Work order:
Each line in the entries below that holds the string "callers" is to be listed.

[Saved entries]
=-=-=-=-=

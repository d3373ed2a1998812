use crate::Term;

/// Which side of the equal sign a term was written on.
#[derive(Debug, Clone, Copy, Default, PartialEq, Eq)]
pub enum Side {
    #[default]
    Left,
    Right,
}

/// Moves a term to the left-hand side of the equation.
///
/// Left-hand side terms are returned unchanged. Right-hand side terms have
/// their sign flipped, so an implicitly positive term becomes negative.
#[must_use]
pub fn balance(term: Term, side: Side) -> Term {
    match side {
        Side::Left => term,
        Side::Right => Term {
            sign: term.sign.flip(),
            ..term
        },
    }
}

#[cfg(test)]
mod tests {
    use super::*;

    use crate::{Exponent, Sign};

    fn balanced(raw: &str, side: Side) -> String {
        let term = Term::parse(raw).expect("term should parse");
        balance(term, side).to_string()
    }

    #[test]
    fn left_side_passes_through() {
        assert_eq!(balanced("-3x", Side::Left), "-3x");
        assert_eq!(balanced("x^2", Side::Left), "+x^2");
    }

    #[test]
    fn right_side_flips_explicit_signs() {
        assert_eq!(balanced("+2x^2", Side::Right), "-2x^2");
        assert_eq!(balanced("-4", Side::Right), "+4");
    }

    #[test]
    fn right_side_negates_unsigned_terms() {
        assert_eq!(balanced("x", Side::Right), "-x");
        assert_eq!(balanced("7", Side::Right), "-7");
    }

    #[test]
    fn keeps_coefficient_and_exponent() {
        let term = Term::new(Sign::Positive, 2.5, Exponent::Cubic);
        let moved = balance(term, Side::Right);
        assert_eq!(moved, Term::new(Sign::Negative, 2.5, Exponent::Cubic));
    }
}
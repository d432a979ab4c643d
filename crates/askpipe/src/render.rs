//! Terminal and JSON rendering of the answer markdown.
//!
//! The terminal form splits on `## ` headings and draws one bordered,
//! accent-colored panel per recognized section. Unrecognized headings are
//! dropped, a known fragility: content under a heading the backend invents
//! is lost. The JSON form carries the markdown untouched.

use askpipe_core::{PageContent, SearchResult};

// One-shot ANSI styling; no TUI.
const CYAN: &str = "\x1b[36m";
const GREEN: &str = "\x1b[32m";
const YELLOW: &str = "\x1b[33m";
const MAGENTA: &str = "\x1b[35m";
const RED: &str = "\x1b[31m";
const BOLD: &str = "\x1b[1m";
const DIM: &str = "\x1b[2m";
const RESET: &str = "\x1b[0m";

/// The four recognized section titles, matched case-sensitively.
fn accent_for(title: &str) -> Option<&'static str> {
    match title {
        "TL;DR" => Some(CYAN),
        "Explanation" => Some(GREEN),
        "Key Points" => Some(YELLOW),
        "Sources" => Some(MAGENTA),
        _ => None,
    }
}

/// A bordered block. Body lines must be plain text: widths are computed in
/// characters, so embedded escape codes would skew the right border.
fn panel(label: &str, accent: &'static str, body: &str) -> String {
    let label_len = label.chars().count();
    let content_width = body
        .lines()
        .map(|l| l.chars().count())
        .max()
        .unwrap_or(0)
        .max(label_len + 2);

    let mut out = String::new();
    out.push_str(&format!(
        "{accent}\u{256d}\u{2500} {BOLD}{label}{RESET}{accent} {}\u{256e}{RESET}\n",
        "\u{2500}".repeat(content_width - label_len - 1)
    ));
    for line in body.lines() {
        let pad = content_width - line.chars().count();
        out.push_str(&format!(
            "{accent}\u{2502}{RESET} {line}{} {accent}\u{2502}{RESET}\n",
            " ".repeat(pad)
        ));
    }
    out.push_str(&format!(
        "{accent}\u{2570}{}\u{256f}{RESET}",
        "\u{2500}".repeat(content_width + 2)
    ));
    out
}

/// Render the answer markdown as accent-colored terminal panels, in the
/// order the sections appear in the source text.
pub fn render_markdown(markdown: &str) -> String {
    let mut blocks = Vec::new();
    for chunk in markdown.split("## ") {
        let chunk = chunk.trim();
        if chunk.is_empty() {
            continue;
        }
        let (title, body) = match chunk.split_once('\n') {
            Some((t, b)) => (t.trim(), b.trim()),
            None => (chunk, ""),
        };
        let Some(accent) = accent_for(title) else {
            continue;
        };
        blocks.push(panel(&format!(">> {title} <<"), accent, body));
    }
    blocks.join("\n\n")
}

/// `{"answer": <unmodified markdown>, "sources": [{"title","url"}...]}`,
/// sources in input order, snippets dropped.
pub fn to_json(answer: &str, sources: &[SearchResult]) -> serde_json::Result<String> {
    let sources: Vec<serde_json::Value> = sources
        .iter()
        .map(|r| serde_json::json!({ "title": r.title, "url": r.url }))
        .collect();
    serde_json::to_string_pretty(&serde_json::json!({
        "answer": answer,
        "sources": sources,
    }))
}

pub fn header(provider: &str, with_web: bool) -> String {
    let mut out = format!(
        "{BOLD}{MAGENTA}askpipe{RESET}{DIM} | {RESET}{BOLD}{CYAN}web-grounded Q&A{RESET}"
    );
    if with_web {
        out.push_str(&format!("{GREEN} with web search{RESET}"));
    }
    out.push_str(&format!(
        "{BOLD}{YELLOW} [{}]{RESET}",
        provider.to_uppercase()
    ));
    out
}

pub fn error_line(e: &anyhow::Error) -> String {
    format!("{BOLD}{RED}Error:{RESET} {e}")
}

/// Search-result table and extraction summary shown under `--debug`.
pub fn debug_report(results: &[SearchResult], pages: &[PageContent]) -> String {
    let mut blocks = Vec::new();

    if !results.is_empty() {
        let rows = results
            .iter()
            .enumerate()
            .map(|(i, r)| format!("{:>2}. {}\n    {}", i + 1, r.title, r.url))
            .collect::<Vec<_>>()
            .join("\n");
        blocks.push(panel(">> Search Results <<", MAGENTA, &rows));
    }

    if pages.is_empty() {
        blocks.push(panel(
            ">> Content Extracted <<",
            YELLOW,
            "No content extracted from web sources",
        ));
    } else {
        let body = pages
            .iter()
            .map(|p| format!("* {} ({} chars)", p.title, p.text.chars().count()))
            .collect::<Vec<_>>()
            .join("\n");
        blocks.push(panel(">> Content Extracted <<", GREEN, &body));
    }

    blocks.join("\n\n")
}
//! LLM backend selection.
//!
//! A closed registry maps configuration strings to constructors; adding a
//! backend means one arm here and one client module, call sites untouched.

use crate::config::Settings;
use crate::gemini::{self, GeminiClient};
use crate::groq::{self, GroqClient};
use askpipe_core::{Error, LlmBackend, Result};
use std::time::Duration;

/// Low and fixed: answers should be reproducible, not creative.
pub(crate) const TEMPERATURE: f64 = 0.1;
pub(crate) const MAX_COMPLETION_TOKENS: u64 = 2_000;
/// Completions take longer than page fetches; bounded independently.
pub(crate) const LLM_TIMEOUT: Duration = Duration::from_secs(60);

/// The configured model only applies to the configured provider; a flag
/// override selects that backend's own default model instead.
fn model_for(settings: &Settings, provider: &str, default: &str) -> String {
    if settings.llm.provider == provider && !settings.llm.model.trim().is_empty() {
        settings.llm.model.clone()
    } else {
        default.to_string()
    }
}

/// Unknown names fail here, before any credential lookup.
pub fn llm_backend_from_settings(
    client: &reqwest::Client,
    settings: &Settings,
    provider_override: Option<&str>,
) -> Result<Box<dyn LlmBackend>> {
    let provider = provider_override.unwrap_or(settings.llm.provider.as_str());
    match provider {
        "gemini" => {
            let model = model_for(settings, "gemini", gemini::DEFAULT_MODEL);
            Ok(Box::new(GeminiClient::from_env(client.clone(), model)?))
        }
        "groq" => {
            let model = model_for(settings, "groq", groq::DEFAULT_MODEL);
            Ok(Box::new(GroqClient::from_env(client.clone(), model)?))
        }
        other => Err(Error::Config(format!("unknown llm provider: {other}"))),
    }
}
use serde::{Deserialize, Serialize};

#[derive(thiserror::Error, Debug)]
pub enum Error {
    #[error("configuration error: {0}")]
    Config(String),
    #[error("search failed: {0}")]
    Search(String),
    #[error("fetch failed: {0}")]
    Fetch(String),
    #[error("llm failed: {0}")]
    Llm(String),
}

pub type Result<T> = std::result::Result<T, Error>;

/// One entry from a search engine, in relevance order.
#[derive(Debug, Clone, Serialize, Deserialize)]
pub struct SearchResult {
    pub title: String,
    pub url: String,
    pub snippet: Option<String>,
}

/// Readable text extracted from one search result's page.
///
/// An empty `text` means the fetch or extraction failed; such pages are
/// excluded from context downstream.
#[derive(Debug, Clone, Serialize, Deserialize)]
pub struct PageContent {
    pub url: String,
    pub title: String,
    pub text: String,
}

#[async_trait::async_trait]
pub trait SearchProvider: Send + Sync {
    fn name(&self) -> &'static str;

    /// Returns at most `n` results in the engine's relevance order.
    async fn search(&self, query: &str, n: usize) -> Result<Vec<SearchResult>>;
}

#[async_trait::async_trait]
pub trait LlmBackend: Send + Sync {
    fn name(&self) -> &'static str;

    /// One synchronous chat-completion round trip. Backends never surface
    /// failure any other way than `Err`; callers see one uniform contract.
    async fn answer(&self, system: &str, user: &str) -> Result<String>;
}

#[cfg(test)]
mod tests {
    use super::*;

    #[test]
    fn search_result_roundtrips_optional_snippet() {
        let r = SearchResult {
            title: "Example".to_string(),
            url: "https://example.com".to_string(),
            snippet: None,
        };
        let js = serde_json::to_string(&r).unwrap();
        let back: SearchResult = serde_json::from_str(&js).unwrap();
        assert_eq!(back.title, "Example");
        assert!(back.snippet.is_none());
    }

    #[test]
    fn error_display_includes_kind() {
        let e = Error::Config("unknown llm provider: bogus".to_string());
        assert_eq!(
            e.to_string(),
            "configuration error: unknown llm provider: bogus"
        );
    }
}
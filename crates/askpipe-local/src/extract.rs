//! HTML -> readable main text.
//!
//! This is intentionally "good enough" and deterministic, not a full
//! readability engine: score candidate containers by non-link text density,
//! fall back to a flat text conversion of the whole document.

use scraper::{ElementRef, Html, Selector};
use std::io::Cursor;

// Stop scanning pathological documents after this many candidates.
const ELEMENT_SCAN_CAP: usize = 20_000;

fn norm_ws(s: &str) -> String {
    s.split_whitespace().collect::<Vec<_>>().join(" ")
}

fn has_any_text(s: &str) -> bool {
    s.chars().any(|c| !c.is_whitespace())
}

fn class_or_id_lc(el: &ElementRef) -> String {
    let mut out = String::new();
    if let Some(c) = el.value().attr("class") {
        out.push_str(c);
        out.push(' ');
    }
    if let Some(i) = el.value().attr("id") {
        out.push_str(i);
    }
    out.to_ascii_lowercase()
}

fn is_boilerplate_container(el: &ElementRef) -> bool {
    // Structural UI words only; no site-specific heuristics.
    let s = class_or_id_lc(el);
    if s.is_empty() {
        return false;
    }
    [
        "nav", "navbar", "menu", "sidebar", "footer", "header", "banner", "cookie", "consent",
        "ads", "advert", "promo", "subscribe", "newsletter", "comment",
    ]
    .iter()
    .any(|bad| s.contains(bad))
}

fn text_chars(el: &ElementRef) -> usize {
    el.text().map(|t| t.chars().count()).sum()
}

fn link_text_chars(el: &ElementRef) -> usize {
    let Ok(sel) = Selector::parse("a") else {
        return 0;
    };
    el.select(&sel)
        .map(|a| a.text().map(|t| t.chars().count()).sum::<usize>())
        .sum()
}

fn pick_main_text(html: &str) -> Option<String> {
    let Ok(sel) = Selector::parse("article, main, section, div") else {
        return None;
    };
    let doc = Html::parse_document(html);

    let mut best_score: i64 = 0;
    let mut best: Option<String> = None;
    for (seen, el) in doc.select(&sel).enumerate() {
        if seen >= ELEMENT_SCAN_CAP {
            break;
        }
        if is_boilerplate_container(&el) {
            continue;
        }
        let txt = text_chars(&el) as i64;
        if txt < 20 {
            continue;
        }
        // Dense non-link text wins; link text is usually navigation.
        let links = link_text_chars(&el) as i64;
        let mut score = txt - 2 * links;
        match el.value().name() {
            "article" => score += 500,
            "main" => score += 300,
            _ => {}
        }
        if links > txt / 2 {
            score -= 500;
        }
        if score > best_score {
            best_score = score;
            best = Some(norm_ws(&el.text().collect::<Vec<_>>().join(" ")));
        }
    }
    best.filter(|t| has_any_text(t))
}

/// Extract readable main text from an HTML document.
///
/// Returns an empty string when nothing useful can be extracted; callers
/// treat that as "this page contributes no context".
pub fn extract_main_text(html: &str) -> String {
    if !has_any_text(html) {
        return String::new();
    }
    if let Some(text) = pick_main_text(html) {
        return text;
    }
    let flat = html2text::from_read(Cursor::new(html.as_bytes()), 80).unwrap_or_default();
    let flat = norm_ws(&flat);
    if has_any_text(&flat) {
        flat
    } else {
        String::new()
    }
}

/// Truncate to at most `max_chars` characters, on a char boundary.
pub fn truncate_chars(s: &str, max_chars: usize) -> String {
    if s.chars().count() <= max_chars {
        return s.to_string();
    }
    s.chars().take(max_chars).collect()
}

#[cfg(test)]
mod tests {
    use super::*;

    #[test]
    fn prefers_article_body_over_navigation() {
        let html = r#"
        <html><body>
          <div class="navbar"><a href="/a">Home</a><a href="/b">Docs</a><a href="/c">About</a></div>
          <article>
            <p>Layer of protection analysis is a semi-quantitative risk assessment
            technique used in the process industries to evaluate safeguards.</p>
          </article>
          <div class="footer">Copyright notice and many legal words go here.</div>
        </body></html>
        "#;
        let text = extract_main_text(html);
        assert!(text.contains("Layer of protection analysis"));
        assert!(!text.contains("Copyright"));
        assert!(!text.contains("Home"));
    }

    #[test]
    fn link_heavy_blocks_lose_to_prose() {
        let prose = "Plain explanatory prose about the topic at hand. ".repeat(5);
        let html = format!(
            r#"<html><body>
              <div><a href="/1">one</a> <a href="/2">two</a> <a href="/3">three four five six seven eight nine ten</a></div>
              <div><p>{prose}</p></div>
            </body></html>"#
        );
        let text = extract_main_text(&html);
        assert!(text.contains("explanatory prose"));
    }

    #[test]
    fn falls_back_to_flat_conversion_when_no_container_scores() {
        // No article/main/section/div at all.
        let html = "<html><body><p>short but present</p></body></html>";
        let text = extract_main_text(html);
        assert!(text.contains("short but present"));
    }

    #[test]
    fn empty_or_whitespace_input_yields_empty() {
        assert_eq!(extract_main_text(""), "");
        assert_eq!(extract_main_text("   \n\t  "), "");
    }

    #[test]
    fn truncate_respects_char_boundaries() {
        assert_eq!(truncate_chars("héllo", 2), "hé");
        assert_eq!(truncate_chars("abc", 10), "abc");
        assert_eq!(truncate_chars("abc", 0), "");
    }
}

=-=-=-=-=

Result for this exercise:
    /// failure any other way than `Err`; callers see one uniform contract.
/// Returns an empty string when nothing useful can be extracted; callers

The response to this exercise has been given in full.